[PROBLEM STATEMENT]: Among the records below, find each line that includes the string "futures" and copy it.
##### DATASET RECORDS
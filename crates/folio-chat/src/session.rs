// SPDX-FileCopyrightText: 2026 Folio Contributors
// SPDX-License-Identifier: MIT OR Apache-2.0

//! Model session: lifecycle management for the generation engine.
//!
//! One session exists per process. It goes through phases
//! Uninitialized -> Loading -> Ready, with Failed reachable from Loading.
//! Ready is terminal-success; Failed is terminal until an explicit cache
//! reset plus restart. Knowledge preparation is part of the same atomic
//! initialization step as the engine load, so there is no partial-success
//! state between Loading and Ready.

use std::sync::Arc;

use folio_config::model::AssistantConfig;
use folio_core::{ChatMessage, ChatRequest, FolioError, GenerationEngine};
use folio_knowledge::{KnowledgeStore, SAMPLE_KNOWLEDGE};
use futures::StreamExt;
use futures::stream::Stream;
use std::pin::Pin;
use tokio::sync::{Mutex, OnceCell, mpsc, watch};
use tracing::{info, warn};

/// A finite stream of cumulative response text: each item is the full
/// response generated so far, not a delta.
pub type CompletionStream = Pin<Box<dyn Stream<Item = Result<String, FolioError>> + Send>>;

/// Phases of the model session lifecycle.
#[derive(Debug, Clone, PartialEq, Eq)]
pub enum SessionPhase {
    /// No load has been triggered yet.
    Uninitialized,
    /// Engine load or knowledge preparation in progress; carries the most
    /// recent progress text.
    Loading(String),
    /// Engine loaded and knowledge prepared; completions may be issued.
    Ready,
    /// Initialization failed; carries the error text. Recovery requires an
    /// explicit cache reset and restart.
    Failed(String),
}

impl SessionPhase {
    pub fn is_ready(&self) -> bool {
        matches!(self, SessionPhase::Ready)
    }
}

impl std::fmt::Display for SessionPhase {
    fn fmt(&self, f: &mut std::fmt::Formatter<'_>) -> std::fmt::Result {
        match self {
            SessionPhase::Uninitialized => write!(f, "uninitialized"),
            SessionPhase::Loading(progress) => write!(f, "loading: {progress}"),
            SessionPhase::Ready => write!(f, "ready"),
            SessionPhase::Failed(error) => write!(f, "failed: {error}"),
        }
    }
}

/// Lifecycle-managed handle to the on-device generation capability.
///
/// Constructed once at the composition root and shared by reference;
/// idempotent initialization enforces the single-load invariant without a
/// global variable.
pub struct ModelSession {
    engine: Arc<dyn GenerationEngine>,
    config: AssistantConfig,
    phase_tx: watch::Sender<SessionPhase>,
    knowledge: OnceCell<KnowledgeStore>,
    /// Serializes concurrent initialize callers; phases make the winner's
    /// progress visible to the losers.
    init_lock: Mutex<()>,
}

impl ModelSession {
    /// Creates a session over the given engine. No work happens until
    /// [`initialize`](ModelSession::initialize).
    pub fn new(engine: Arc<dyn GenerationEngine>, config: AssistantConfig) -> Self {
        let (phase_tx, _) = watch::channel(SessionPhase::Uninitialized);
        Self {
            engine,
            config,
            phase_tx,
            knowledge: OnceCell::new(),
            init_lock: Mutex::new(()),
        }
    }

    /// Subscribes to phase transitions, including Loading progress text.
    pub fn subscribe(&self) -> watch::Receiver<SessionPhase> {
        self.phase_tx.subscribe()
    }

    /// The current phase.
    pub fn phase(&self) -> SessionPhase {
        self.phase_tx.borrow().clone()
    }

    pub fn is_ready(&self) -> bool {
        self.phase().is_ready()
    }

    /// The knowledge store, available once the session is Ready.
    pub fn knowledge(&self) -> Option<&KnowledgeStore> {
        self.knowledge.get()
    }

    /// Loads the engine and prepares the knowledge store.
    ///
    /// Idempotent: a call while Ready or Loading performs no second engine
    /// load and reports no additional progress. A call after Failed returns
    /// the stored error without retrying; the only recovery path is
    /// [`reset_cache`](ModelSession::reset_cache) plus restart.
    pub async fn initialize(&self) -> Result<(), FolioError> {
        match self.phase() {
            SessionPhase::Ready | SessionPhase::Loading(_) => return Ok(()),
            SessionPhase::Failed(error) => return Err(FolioError::engine(error)),
            SessionPhase::Uninitialized => {}
        }

        let _guard = self.init_lock.lock().await;
        // A racing caller may have finished while we waited for the lock.
        if !matches!(self.phase(), SessionPhase::Uninitialized) {
            return Ok(());
        }

        self.phase_tx
            .send_replace(SessionPhase::Loading("loading model...".to_string()));

        match self.run_initialization().await {
            Ok(()) => {
                self.phase_tx.send_replace(SessionPhase::Ready);
                info!(engine = self.engine.name(), "model session ready");
                Ok(())
            }
            Err(e) => {
                let text = e.to_string();
                warn!(error = %text, "model session initialization failed");
                self.phase_tx.send_replace(SessionPhase::Failed(text));
                Err(e)
            }
        }
    }

    async fn run_initialization(&self) -> Result<(), FolioError> {
        // Forward engine progress milestones into the phase channel.
        let (progress_tx, mut progress_rx) = mpsc::channel::<String>(16);
        let phase_tx = self.phase_tx.clone();
        let forwarder = tokio::spawn(async move {
            while let Some(text) = progress_rx.recv().await {
                phase_tx.send_replace(SessionPhase::Loading(text));
            }
        });

        let load_result = self.engine.load(progress_tx).await;
        let _ = forwarder.await;
        load_result?;

        self.phase_tx.send_replace(SessionPhase::Loading(
            "model loaded, preparing knowledge...".to_string(),
        ));

        let store = match self.config.knowledge_file {
            Some(ref path) => KnowledgeStore::load_from_file(path).await?,
            None => KnowledgeStore::load(SAMPLE_KNOWLEDGE),
        };
        // First initialization to get here wins; racing callers are already
        // excluded by the init lock.
        let _ = self.knowledge.set(store);

        Ok(())
    }

    /// Issues the transcript to the engine and returns a stream of
    /// cumulative response text.
    ///
    /// Must only be called when Ready; any other phase is a caller contract
    /// violation and fails with [`FolioError::NotReady`]. The stream is
    /// finite and not restartable; increments arrive in emission order and
    /// each extends the previous one.
    pub async fn complete(&self, messages: Vec<ChatMessage>) -> Result<CompletionStream, FolioError> {
        let phase = self.phase();
        if !phase.is_ready() {
            return Err(FolioError::NotReady(format!("session phase is {phase}")));
        }

        let deltas = self.engine.stream_chat(ChatRequest { messages }).await?;

        let cumulative = deltas
            .scan(String::new(), |acc, item| {
                let out = match item {
                    Ok(delta) => match delta.content {
                        Some(ref fragment) if !fragment.is_empty() => {
                            acc.push_str(fragment);
                            Some(Some(Ok(acc.clone())))
                        }
                        // Fragments without new text (keep-alives, the done
                        // marker) produce no increment.
                        _ => Some(None),
                    },
                    Err(e) => Some(Some(Err(e))),
                };
                futures::future::ready(out)
            })
            .filter_map(futures::future::ready);

        Ok(Box::pin(cumulative))
    }

    /// Clears cached model artifacts so a corrupted download can be retried.
    ///
    /// The session object itself is not safely reusable afterwards; the
    /// caller must restart the process, after which a fresh session observes
    /// Uninitialized and reports progress from the first milestone again.
    pub async fn reset_cache(&self) -> Result<(), FolioError> {
        self.engine.reset_cache().await
    }
}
##########
[SOLUTION FOR THIS EXERCISE]:
use futures::StreamExt;
use futures::stream::Stream;
                futures::future::ready(out)
            .filter_map(futures::future::ready);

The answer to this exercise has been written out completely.